BEGIN
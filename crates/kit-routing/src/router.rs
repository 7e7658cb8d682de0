// Copyright 2019-2026 Maravilla Labs, operated by SOLUTAS GmbH, Switzerland
// SPDX-License-Identifier: Apache-2.0
// SPDX-License-Identifier: MIT

//! Route tables.
//!
//! A [`Router`] holds compiled routes in priority order and dispatches a
//! request path to the first one that matches, both structurally and
//! according to its matchers. Routes can be built from bare route ids or
//! discovered from route files:
//! - `+page.*` → page routes
//! - `+server.*` → endpoints
//! - `+layout.*` → layouts, collected from the root down to each route
//! - `[param]`, `[[optional]]`, `[...rest]`, `[param=matcher]` directories →
//!   parameters
//! - `(group)` directories → grouping without affecting the URL

use std::cmp::Ordering;
use std::collections::HashMap;
use std::path::Path;
use std::sync::Arc;

use crate::cache::RouteCache;
use crate::error::{Result, RoutingError};
use crate::exec::{exec, Params};
use crate::matcher::Matchers;
use crate::pathname::{decode_params, decode_pathname};
use crate::pattern::CompiledRoute;
use crate::sort::{sort_routes, RouteKey};

/// A route in the table.
#[derive(Debug, Clone)]
pub struct Route {
    /// The route id (e.g. "/blog/[slug]")
    pub id: String,

    /// The compiled pattern and parameters
    pub compiled: Arc<CompiledRoute>,

    /// Path to the +page file, if any
    pub page: Option<String>,

    /// Path to the +server file, if any
    pub endpoint: Option<String>,

    /// All layouts from root to this route
    pub layouts: Vec<String>,
}

impl Route {
    fn new(id: impl Into<String>, compiled: Arc<CompiledRoute>) -> Self {
        Self {
            id: id.into(),
            compiled,
            page: None,
            endpoint: None,
            layouts: Vec::new(),
        }
    }

    /// Returns true if this is an endpoint without a page.
    pub fn is_endpoint(&self) -> bool {
        self.endpoint.is_some() && self.page.is_none()
    }

    /// Returns true if this is a page route.
    pub fn is_page(&self) -> bool {
        self.page.is_some()
    }
}

/// Result of matching a path to a route.
#[derive(Debug)]
pub struct RouteMatch<'a> {
    /// The matched route
    pub route: &'a Route,

    /// Decoded parameters
    pub params: Params,
}

impl<'a> RouteMatch<'a> {
    /// Get a parameter by name.
    pub fn param(&self, name: &str) -> Option<&str> {
        self.params.get(name).map(String::as_str)
    }
}

/// Priority-ordered route table.
#[derive(Debug, Clone, Default)]
pub struct Router {
    routes: Vec<Route>,
    cache: RouteCache,
}

impl Router {
    /// Creates an empty router with its own compile cache.
    pub fn new() -> Self {
        Self::default()
    }

    /// Creates an empty router that compiles through a shared cache.
    pub fn with_cache(cache: RouteCache) -> Self {
        Self {
            routes: Vec::new(),
            cache,
        }
    }

    /// Builds a router from route ids.
    ///
    /// # Errors
    ///
    /// Returns the first compilation error.
    pub fn from_ids<I, S>(ids: I) -> Result<Self>
    where
        I: IntoIterator<Item = S>,
        S: AsRef<str>,
    {
        let mut router = Self::new();
        for id in ids {
            let id = id.as_ref();
            let compiled = router.cache.compile(id)?;
            router.routes.push(Route::new(id, compiled));
        }
        sort_routes(&mut router.routes, |route| route.id.as_str());
        Ok(router)
    }

    /// Builds a router from route file paths relative to the routes root.
    ///
    /// Directories containing a `+page.*` or `+server.*` file become routes;
    /// other files are ignored.
    ///
    /// # Example
    ///
    /// ```
    /// use kit_routing::Router;
    ///
    /// let router = Router::from_paths([
    ///     "+layout.svelte",
    ///     "+page.svelte",
    ///     "blog/[slug]/+page.svelte",
    ///     "api/posts/+server.js",
    /// ])
    /// .unwrap();
    ///
    /// let ids: Vec<&str> = router.routes().iter().map(|r| r.id.as_str()).collect();
    /// assert_eq!(ids, vec!["/", "/api/posts", "/blog/[slug]"]);
    /// ```
    pub fn from_paths<I, S>(paths: I) -> Result<Self>
    where
        I: IntoIterator<Item = S>,
        S: AsRef<str>,
    {
        Self::new().with_paths(paths)
    }

    /// Adds routes from route file paths, compiling through this router's
    /// cache.
    pub fn with_paths<I, S>(mut self, paths: I) -> Result<Self>
    where
        I: IntoIterator<Item = S>,
        S: AsRef<str>,
    {
        let mut pages: HashMap<String, String> = HashMap::new();
        let mut endpoints: HashMap<String, String> = HashMap::new();
        let mut layouts_by_dir: HashMap<String, String> = HashMap::new();

        for path_ref in paths {
            let path = path_ref.as_ref().replace('\\', "/");
            let path_obj = Path::new(&path);

            let file_name = path_obj
                .file_name()
                .and_then(|n| n.to_str())
                .unwrap_or("");

            let parent = path_obj
                .parent()
                .map(|p| p.to_string_lossy().to_string())
                .unwrap_or_default();

            let stem = file_name.split('.').next().unwrap_or("");
            match stem {
                "+page" => {
                    pages.insert(parent, path.clone());
                }
                "+server" => {
                    endpoints.insert(parent, path.clone());
                }
                "+layout" => {
                    layouts_by_dir.insert(parent, path.clone());
                }
                _ => {}
            }
        }

        let mut dirs: Vec<&String> = pages.keys().chain(endpoints.keys()).collect();
        dirs.sort();
        dirs.dedup();

        for dir in dirs {
            let id = format!("/{}", dir);
            let compiled = self.cache.compile(&id)?;
            let mut route = Route::new(id, compiled);
            route.page = pages.get(dir).cloned();
            route.endpoint = endpoints.get(dir).cloned();
            route.layouts = collect_layouts(dir, &layouts_by_dir);
            self.routes.push(route);
        }

        sort_routes(&mut self.routes, |route| route.id.as_str());
        Ok(self)
    }

    /// Compiles and adds a route id, keeping the table sorted.
    ///
    /// # Errors
    ///
    /// Returns the compilation error for an invalid id.
    pub fn insert(&mut self, id: &str) -> Result<&Route> {
        let compiled = self.cache.compile(id)?;
        let key = RouteKey::new(id);
        let index = self
            .routes
            .iter()
            .position(|existing| key.compare(&RouteKey::new(&existing.id)) == Ordering::Less)
            .unwrap_or(self.routes.len());
        self.routes.insert(index, Route::new(id, compiled));
        Ok(&self.routes[index])
    }

    /// Checks that every matcher referenced by a route is registered.
    ///
    /// # Errors
    ///
    /// Returns [`RoutingError::UnknownMatcher`] for the first missing one.
    pub fn validate_matchers(&self, matchers: &Matchers) -> Result<()> {
        for route in &self.routes {
            if let Some(missing) = route.compiled.matcher_names().find(|name| !matchers.contains(name)) {
                return Err(RoutingError::UnknownMatcher {
                    matcher: missing.to_string(),
                    route: route.id.clone(),
                });
            }
        }
        Ok(())
    }

    /// Matches a request path to a route.
    ///
    /// Candidates are tried in priority order. A route whose pattern matches
    /// but whose matchers reject the values is skipped in favour of the next
    /// candidate. Returns `None` if no route accepts the path or the path is
    /// malformed.
    pub fn match_url(&self, path: &str, matchers: &Matchers) -> Option<RouteMatch<'_>> {
        let decoded = match decode_pathname(path) {
            Ok(decoded) => decoded,
            Err(e) => {
                tracing::warn!("Could not decode path {}: {}", path, e);
                return None;
            }
        };

        for route in &self.routes {
            let Some(values) = route.compiled.captures(&decoded) else {
                continue;
            };

            let Some(params) = exec(&values, &route.compiled.params, matchers) else {
                tracing::trace!("Route {} rejected {} via matcher", route.id, decoded);
                continue;
            };

            match decode_params(params) {
                Ok(params) => return Some(RouteMatch { route, params }),
                Err(e) => {
                    tracing::warn!("Could not decode params for {}: {}", path, e);
                    return None;
                }
            }
        }

        None
    }

    /// Get all routes in priority order.
    pub fn routes(&self) -> &[Route] {
        &self.routes
    }

    /// Get a route by id.
    pub fn get(&self, id: &str) -> Option<&Route> {
        self.routes.iter().find(|r| r.id == id)
    }

    /// The cache routes are compiled through.
    pub fn cache(&self) -> &RouteCache {
        &self.cache
    }
}

/// Collect all layouts from root to the given directory.
fn collect_layouts(dir: &str, layouts_by_dir: &HashMap<String, String>) -> Vec<String> {
    let mut layouts = Vec::new();
    let mut current = String::new();

    if let Some(root_layout) = layouts_by_dir.get("") {
        layouts.push(root_layout.clone());
    }

    for component in dir.split('/').filter(|c| !c.is_empty()) {
        if !current.is_empty() {
            current.push('/');
        }
        current.push_str(component);

        if let Some(layout) = layouts_by_dir.get(&current) {
            if !layouts.contains(layout) {
                layouts.push(layout.clone());
            }
        }
    }

    layouts
}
END
* DIRECTIONS FOR THIS TASK
Select all lines in the listing above where the word "without" appears, and show them.

* EXERCISE ANSWER
//! - `(group)` directories → grouping without affecting the URL
    /// Returns true if this is an endpoint without a page.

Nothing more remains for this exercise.